Our ambition is to challenge existing approaches and suggest solutions to local authorities and their providers which will offer more effective child focussed services, fewer failed placements better outcomes for children and more cost-effective services.
This will be a highly topical interactive live Zoom broadcast with an opportunity to ask questions and make comments. It will consider the impact of recent Cabinet Office guidance on procurement during and after the COVID-19 pandemic and the longer-term effect of COVID-19. The impact of COVID-19 is likely to mean that in the medium-term local authorities have more demand and less money so better value for money is a key requirement.
This webinar is designed for commissioners, finance managers and lawyers in the public sector, providers and their advisors. It is given by an acknowledged expert in commissioning and delivering procurement for children.
This live and interactive session will cover the following:
- A technical analysis of how to procure quality services for children in care. The session will provide examples of effective approaches at which offer more affordable cost (e.g. 15% cost reductions) and encourage providers to increase market capacity.
- Current commissioning and procurement patterns and the consequences – single purchase ‘spots’, limited ‘block’ purchasing, insufficient provision, limited provider participation in frameworks/dynamic purchasing models and unaffordable price rises.
- Why is there so much mistrust between commissioners and providers? What does a better model look like and the path to its delivery – acknowledges co-dependency, honesty, mutual openness and trust and understands what are shared and what are different interests.
- The procurement framework, the flexibilities and constraints of the public procurement regime.
- Designing and shaping a different model and procurement documents which would encourage market development and how the right model could deliver better outcomes for children at a reduced fee with a more sustainable income stream for providers and increased financial certainty for local authorities.
- Innovative approaches, what could they look like – single open platform for providers to become accredited, small limited risk pilots for hard to place children, experimenting with alternative approaches, such as small flexible committed blocks with provider commitment to invest at agreed fee rates, or cost volume or even other options? What are the risks and benefits of each approach?

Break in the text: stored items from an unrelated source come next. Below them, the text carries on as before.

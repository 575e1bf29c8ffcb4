//! Structured logging configuration using tracing

use tracing::Level;
use tracing_subscriber::fmt::format::FmtSpan;
use tracing_subscriber::FmtSubscriber;

/// Log level configuration
#[derive(Debug, Clone, Copy)]
pub enum LogLevel {
    Error,
    Warn,
    Info,
    Debug,
    Trace,
}

impl From<LogLevel> for Level {
    fn from(level: LogLevel) -> Self {
        match level {
            LogLevel::Error => Level::ERROR,
            LogLevel::Warn => Level::WARN,
            LogLevel::Info => Level::INFO,
            LogLevel::Debug => Level::DEBUG,
            LogLevel::Trace => Level::TRACE,
        }
    }
}

impl From<&str> for LogLevel {
    fn from(s: &str) -> Self {
        match s.to_lowercase().as_str() {
            "error" => LogLevel::Error,
            "warn" => LogLevel::Warn,
            "info" => LogLevel::Info,
            "debug" => LogLevel::Debug,
            "trace" => LogLevel::Trace,
            _ => LogLevel::Info, // Default
        }
    }
}

/// Log format configuration
#[derive(Debug, Clone, Copy)]
pub enum LogFormat {
    Json,
    Pretty,
}

/// Logging configuration
#[derive(Debug, Clone)]
pub struct LogConfig {
    pub level: LogLevel,
    pub format: LogFormat,
}

impl Default for LogConfig {
    fn default() -> Self {
        Self {
            level: LogLevel::Info,
            format: LogFormat::Pretty,
        }
    }
}

/// Initialize logging with the given configuration
pub fn init_logging(config: &LogConfig) -> anyhow::Result<()> {
    let level: Level = config.level.into();

    match config.format {
        LogFormat::Json => {
            let subscriber = FmtSubscriber::builder()
                .json()
                .with_max_level(level)
                .with_span_events(FmtSpan::CLOSE) // Only log on span close
                .with_writer(std::io::stderr) // Write to stderr, no buffering
                .finish();

            tracing::subscriber::set_global_default(subscriber)?;
        }
        LogFormat::Pretty => {
            let subscriber = FmtSubscriber::builder()
                .with_max_level(level)
                .with_span_events(FmtSpan::CLOSE)
                .with_writer(std::io::stderr)
                .finish();

            tracing::subscriber::set_global_default(subscriber)?;
        }
    }

    Ok(())
}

- Typical current contract conditions - why providers are put off by current procurement models and what will encourage them to bid and offer to increase capacity at an affordable cost.
- Does the public procurement regime apply to the purchase of children’s services? DfE’s position is that it does not apply to children with special educational needs (Operational Guide on High Needs Funding 2019/20).
- Purchasing flexibilities and the ‘light touch’ regime under sections 74-77 of the public procurement regime; the Crown Commercial Guidance on the ‘light touch’ regime and achieving sound procurement.
- Use of urgency procedures because of COVID-19 - Public Contracts Regulations 2015 and procurement policy notes from the Crown Commercial Office.